**YOUR GOAL:** Below are some records; copy each line in them that contains "float".

--- START ---

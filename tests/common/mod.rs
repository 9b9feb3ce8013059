#![allow(dead_code)]

use serde_json::json;
use std::sync::Arc;

use labflow::auth::Actor;
use labflow::config::Settings;
use labflow::model::{Parameter, RoutineId, StageId, StationId, UserId};
use labflow::registry::StationSpec;
use labflow::station::{Method, MockReply, MockTransport};
use labflow::store::{ParameterScope, Store};
use labflow::LabService;

pub const STATION_ADDRESS: &str = "10.1.2.3:8000";

/// A station advertising the Titration routine, one design with one stage.
pub struct Lab {
    pub service: LabService,
    pub mock: MockTransport,
    pub owner: Actor,
    pub station: StationId,
    pub routine: RoutineId,
    pub stage: StageId,
    /// `temp` (float, dynamic), `base_name` (str, static, default NaOH)
    pub params: Vec<Parameter>,
}

pub fn titration_catalog() -> serde_json::Value {
    json!({
        "Titration": {
            "parameters": {
                "temp": ["float", "C"],
                "base_name": ["string", ""]
            }
        }
    })
}

pub fn settings() -> Settings {
    let mut settings = Settings::default();
    settings.monitor.updates_interval_ms = 10;
    settings.monitor.run_tables_interval_ms = 10;
    settings.monitor.backoff_initial_ms = 5;
    settings.monitor.backoff_max_ms = 20;
    settings
}

pub async fn lab() -> Lab {
    lab_with(settings()).await
}

pub async fn lab_with(settings: Settings) -> Lab {
    let mock = MockTransport::new();
    let service = LabService::new(Arc::new(Store::new()), Arc::new(mock.clone()), &settings);
    let owner = Actor::admin(UserId(1));

    let station = service
        .add_station(
            &owner,
            StationSpec {
                name: "Titrator".into(),
                address: STATION_ADDRESS.into(),
                api_key: Some("s3cret".into()),
                location: Some("Lab 4".into()),
            },
        )
        .unwrap();

    mock.push(
        Method::Get,
        "get_experiment_types",
        MockReply::json(titration_catalog()),
    );
    let report = service.sync_routines(&owner, station.id).await.unwrap();
    let routine = report.created[0].0;

    let params = service
        .catalog()
        .parameters(routine, ParameterScope::All)
        .unwrap();
    service.toggle_static(&owner, params[1].id).unwrap();
    service
        .set_default_value(&owner, params[1].id, "NaOH")
        .unwrap();
    let params = service
        .catalog()
        .parameters(routine, ParameterScope::All)
        .unwrap();

    let design = service
        .designs()
        .add_design(&owner, "Buffers", station.id)
        .unwrap();
    let stage = service
        .designs()
        .add_stage(&owner, design.id, "pH\tscan", routine)
        .unwrap();

    Lab {
        service,
        mock,
        owner,
        station: station.id,
        routine,
        stage: stage.id,
        params,
    }
}

pub fn csv_text(bytes: &[u8]) -> String {
    String::from_utf8(bytes.to_vec()).unwrap()
}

--- END ---

**OUTPUT OF THE TASK:**
    /// `temp` (float, dynamic), `base_name` (str, static, default NaOH)
                "temp": ["float", "C"],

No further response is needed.